General anesthesia, despite its benefits, presents a variety of risks, particularly in relation to respiratory function.5 On rare occasions, patients with certain medical conditions, particularly chronic obstructive pulmonary disease (COPD) and Idiopathic Pulmonary Fibrosis, have enhanced risk of perioperative complications from general anesthesia.5 These complications are due to the physiologic effects of general anaesthetics which increase both respiratory secretion production and airway reactivity,5 leaving patients more susceptible to laryngospasm, bronchospasm, barotrauma, and ultimately hypoxemia.3 Moreover, these patients face increased risk of pneumonia, unplanned intubation, and other post-operative complications.6Any one of these events bears significant consequences that require consideration before performing surgery.
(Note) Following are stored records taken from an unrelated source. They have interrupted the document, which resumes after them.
//! Shared UI components

pub mod guard;
pub mod spinner;

pub use guard::{dashboard_for, Dashboard, RequireRole};
pub use spinner::LoadingSpinner;
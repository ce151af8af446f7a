//! Session context and lifecycle.

pub mod context;
pub mod error_handler;

pub use context::{
    use_is_authenticated, use_session, use_session_user, BootstrapMode, SessionAction,
    SessionContext, SessionData, SessionProvider,
};
//! Login form of the classic application.

use nexabank_frontend_common::auth::{use_session, SessionAction};
use nexabank_frontend_common::services::AuthApiService;
use nexabank_http::types::LoginRequest;
use web_sys::HtmlInputElement;
use yew::prelude::*;
use yew_router::prelude::*;

use crate::app::Route;

#[function_component(ClassicLoginPage)]
pub fn classic_login_page() -> Html {
    let session = use_session();
    let email = use_state(String::new);
    let password = use_state(String::new);
    let error = use_state(|| Option::<String>::None);
    let is_submitting = use_state(|| false);

    let on_email_input = {
        let email = email.clone();
        Callback::from(move |e: InputEvent| {
            let input: HtmlInputElement = e.target_unchecked_into();
            email.set(input.value());
        })
    };
    let on_password_input = {
        let password = password.clone();
        Callback::from(move |e: InputEvent| {
            let input: HtmlInputElement = e.target_unchecked_into();
            password.set(input.value());
        })
    };

    let on_submit = {
        let session = session.clone();
        let email = email.clone();
        let password = password.clone();
        let error = error.clone();
        let is_submitting = is_submitting.clone();

        Callback::from(move |e: SubmitEvent| {
            e.prevent_default();

            if email.is_empty() || password.is_empty() {
                error.set(Some("Email and password are required".to_string()));
                return;
            }

            let request = LoginRequest {
                email: (*email).clone(),
                password: (*password).clone(),
                remember_me: None,
            };

            let session = session.clone();
            let error = error.clone();
            let is_submitting = is_submitting.clone();
            is_submitting.set(true);
            error.set(None);

            wasm_bindgen_futures::spawn_local(async move {
                match AuthApiService::new().login(request).await {
                    // The router notices the session and shows the dashboard.
                    Ok(auth) => session.dispatch(SessionAction::Login(auth)),
                    Err(message) => {
                        error.set(Some(message));
                        is_submitting.set(false);
                    }
                }
            });
        })
    };

    html! {
        <div class="min-h-screen bg-gray-50 flex items-center justify-center px-4">
            <div class="max-w-sm w-full bg-white rounded-lg shadow p-8">
                <h1 class="text-2xl font-bold text-gray-900 mb-6 text-center">{"NexaBank"}</h1>

                if let Some(message) = &*error {
                    <div class="mb-4 p-3 bg-red-50 border border-red-200 text-red-700 rounded text-sm">
                        {message}
                    </div>
                }

                <form onsubmit={on_submit} class="space-y-4">
                    <input
                        type="email"
                        placeholder="Email"
                        value={(*email).clone()}
                        oninput={on_email_input}
                        class="w-full px-3 py-2 border border-gray-300 rounded-lg focus:outline-none focus:ring-2 focus:ring-blue-500"
                    />
                    <input
                        type="password"
                        placeholder="Password"
                        value={(*password).clone()}
                        oninput={on_password_input}
                        class="w-full px-3 py-2 border border-gray-300 rounded-lg focus:outline-none focus:ring-2 focus:ring-blue-500"
                    />
                    <button
                        type="submit"
                        disabled={*is_submitting}
                        class="w-full bg-blue-600 text-white py-2 rounded-lg font-medium hover:bg-blue-700 disabled:opacity-50"
                    >
                        {if *is_submitting { "Signing in..." } else { "Sign In" }}
                    </button>
                </form>

                <p class="mt-4 text-center text-sm text-gray-600">
                    {"New to NexaBank? "}
                    <Link<Route> to={Route::Register} classes="text-blue-600 hover:underline">
                        {"Create an account"}
                    </Link<Route>>
                </p>
            </div>
        </div>
    }
}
Local anesthesia provides a reasonable alternative for these patients who can otherwise pyschologically and physically tolerate glossectomy by avoiding the systemic effects. The use of local anesthesia solely for extensive oral cavity surgeries, such as glossectomy, mandibulectomy, etc., is rare. A literature search for exclusive local anaesthetic use for either partial or whole glossectomy produced a retrospective study comparing the risk of close and positive of surgical margins in patients with oral squamous cell carcinoma following general anaesthesia or local anaesthesia.7 The general anaesthesia demonstrated a decreased risk of both close and positive margins.7 Albeit with enhanced recurrence risk, the current literature reflects instances of successful resection which is promising for patients who cannot otherwise undergo general anesthesia.8,9
Sentinel lymph node biopsy has emerged as a minimally invasive and oncologically appropriate way to stage the neck in patients with early oral cavity cancer who are clinically node-negative.10 This procedure was successfully utilized in this case to help assess risk of regional metastatic disease while avoiding the more extensive neck dissection surgery.
CONCLUSION
Glossectomy is part of the standard treatment for all stages of Squamous Cell Carcinoma of the tongue. This case is one of a few reported cases of partial glossectomy and sentinel lymph node biopsy performed utilizing local anesthesia. The patient’s ability to tolerate the procedure along with the successful post-operative outcome demonstrates that local anesthesia is a viable alternative modality to provide a necessary surgical intervention in patients with profound respiratory compromise.
Consent
Patient consent was obtained for this case report.